● Assigned task:
Work through the entries below line by line and give the number of lines with the string "None", nothing else.

● Data shown:
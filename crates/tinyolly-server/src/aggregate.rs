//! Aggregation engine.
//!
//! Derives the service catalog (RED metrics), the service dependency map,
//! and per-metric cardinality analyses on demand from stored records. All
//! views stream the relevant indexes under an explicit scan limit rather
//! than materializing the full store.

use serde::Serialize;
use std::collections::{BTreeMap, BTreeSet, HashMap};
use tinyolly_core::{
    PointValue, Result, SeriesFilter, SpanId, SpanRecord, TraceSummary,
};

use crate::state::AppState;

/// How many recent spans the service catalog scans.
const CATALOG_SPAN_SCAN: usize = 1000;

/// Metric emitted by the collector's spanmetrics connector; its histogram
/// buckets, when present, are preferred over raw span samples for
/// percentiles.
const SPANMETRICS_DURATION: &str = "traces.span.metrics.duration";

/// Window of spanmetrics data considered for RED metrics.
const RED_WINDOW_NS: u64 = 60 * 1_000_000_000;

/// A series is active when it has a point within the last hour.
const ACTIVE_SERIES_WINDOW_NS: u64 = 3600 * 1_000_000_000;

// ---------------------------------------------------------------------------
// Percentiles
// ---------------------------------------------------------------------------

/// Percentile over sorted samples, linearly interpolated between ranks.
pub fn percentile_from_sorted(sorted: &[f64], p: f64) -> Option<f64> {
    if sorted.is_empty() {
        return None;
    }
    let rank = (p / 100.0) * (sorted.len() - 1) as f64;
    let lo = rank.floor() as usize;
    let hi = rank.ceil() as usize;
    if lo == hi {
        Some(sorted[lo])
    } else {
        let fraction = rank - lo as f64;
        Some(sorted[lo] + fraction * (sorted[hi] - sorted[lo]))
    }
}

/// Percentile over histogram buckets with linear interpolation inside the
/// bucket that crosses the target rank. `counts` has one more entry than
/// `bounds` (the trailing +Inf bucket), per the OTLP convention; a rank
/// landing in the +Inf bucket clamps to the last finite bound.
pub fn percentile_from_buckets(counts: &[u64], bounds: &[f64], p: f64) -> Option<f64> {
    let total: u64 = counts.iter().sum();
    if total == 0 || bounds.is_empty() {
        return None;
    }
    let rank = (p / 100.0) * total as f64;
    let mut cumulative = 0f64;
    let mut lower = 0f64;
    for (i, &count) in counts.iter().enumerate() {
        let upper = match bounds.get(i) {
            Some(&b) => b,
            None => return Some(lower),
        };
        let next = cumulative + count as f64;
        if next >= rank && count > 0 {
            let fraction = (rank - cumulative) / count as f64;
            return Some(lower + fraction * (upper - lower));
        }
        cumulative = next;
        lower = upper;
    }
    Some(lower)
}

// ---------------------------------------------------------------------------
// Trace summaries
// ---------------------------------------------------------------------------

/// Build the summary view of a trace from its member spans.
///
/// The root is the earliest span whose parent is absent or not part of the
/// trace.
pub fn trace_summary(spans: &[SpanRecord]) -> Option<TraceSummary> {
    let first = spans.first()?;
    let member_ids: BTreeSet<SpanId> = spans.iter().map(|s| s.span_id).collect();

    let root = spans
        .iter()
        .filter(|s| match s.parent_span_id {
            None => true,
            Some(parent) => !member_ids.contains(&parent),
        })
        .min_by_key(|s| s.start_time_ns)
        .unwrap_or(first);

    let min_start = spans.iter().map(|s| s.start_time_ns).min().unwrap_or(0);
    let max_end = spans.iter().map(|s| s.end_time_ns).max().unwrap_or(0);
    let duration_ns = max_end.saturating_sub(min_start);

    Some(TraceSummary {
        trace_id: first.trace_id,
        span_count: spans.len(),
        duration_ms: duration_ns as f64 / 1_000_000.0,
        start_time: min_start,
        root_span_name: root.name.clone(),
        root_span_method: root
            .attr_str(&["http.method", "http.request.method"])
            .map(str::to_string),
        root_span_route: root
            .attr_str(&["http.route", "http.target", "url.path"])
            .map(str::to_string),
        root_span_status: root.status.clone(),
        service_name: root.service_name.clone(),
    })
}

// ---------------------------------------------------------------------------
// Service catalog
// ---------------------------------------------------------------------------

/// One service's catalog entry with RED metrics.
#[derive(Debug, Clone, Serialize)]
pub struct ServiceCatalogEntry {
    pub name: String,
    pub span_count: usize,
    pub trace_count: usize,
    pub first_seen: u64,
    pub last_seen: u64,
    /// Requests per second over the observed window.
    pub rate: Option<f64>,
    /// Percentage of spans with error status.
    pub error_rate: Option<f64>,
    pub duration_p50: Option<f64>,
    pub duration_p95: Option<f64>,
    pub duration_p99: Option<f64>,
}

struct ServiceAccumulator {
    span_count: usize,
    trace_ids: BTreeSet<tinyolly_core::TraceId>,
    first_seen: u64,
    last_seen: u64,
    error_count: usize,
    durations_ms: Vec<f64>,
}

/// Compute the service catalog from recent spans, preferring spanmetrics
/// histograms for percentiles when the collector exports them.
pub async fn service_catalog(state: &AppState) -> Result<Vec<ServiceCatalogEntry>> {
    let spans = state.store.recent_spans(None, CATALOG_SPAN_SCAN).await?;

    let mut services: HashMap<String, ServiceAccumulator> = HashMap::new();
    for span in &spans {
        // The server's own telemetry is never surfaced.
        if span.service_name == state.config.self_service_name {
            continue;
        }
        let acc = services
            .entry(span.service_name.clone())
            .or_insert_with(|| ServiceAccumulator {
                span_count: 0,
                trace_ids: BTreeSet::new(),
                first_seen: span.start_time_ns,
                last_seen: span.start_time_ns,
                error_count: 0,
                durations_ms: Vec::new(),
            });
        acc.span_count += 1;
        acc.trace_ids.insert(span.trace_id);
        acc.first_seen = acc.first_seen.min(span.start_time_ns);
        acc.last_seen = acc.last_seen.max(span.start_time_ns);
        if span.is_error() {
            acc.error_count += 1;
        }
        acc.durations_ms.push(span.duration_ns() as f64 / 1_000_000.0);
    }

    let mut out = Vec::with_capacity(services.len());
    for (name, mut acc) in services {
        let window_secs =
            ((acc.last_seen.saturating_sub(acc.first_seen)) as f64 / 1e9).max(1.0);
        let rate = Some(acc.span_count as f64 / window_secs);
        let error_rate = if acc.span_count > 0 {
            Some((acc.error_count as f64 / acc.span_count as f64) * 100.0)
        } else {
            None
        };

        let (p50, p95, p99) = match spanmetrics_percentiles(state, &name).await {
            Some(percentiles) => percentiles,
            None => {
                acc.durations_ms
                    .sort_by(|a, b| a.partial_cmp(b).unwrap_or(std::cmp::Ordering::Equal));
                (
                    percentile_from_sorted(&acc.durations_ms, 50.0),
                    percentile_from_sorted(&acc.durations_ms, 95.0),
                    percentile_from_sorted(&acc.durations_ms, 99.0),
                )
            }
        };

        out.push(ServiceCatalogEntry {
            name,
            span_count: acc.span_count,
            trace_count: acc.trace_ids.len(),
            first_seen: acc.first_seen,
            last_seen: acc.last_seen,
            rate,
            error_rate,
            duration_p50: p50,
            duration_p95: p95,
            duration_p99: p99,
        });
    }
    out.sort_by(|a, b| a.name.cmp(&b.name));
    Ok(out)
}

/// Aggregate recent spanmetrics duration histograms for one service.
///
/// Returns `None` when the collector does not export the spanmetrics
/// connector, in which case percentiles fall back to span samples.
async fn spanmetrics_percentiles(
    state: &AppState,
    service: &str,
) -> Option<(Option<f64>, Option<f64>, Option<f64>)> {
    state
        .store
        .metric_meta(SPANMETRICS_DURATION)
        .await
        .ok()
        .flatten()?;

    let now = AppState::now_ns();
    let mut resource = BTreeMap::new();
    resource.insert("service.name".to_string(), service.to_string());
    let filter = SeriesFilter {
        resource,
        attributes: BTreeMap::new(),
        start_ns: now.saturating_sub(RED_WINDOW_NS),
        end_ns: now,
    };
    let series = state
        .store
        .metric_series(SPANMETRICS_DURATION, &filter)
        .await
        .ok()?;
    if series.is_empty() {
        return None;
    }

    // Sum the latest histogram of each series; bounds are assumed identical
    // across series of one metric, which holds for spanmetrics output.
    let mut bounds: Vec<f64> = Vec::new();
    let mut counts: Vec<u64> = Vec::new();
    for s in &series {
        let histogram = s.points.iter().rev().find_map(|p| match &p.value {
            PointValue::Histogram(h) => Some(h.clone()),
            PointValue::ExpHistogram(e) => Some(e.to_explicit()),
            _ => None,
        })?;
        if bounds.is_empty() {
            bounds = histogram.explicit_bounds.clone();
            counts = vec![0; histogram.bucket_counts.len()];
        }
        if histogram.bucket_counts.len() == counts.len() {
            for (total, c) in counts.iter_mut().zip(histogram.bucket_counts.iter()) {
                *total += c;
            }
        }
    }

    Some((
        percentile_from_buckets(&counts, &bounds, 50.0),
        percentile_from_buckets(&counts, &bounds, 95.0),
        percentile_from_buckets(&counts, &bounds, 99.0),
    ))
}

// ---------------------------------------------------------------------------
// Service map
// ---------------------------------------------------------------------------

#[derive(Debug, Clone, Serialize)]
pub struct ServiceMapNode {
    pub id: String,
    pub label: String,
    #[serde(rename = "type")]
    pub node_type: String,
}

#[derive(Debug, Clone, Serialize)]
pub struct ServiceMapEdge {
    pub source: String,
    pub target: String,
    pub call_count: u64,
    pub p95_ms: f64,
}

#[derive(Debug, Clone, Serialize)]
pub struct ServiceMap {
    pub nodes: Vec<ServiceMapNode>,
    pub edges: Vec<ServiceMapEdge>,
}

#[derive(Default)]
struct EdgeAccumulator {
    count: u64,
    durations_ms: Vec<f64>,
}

● Result below:
10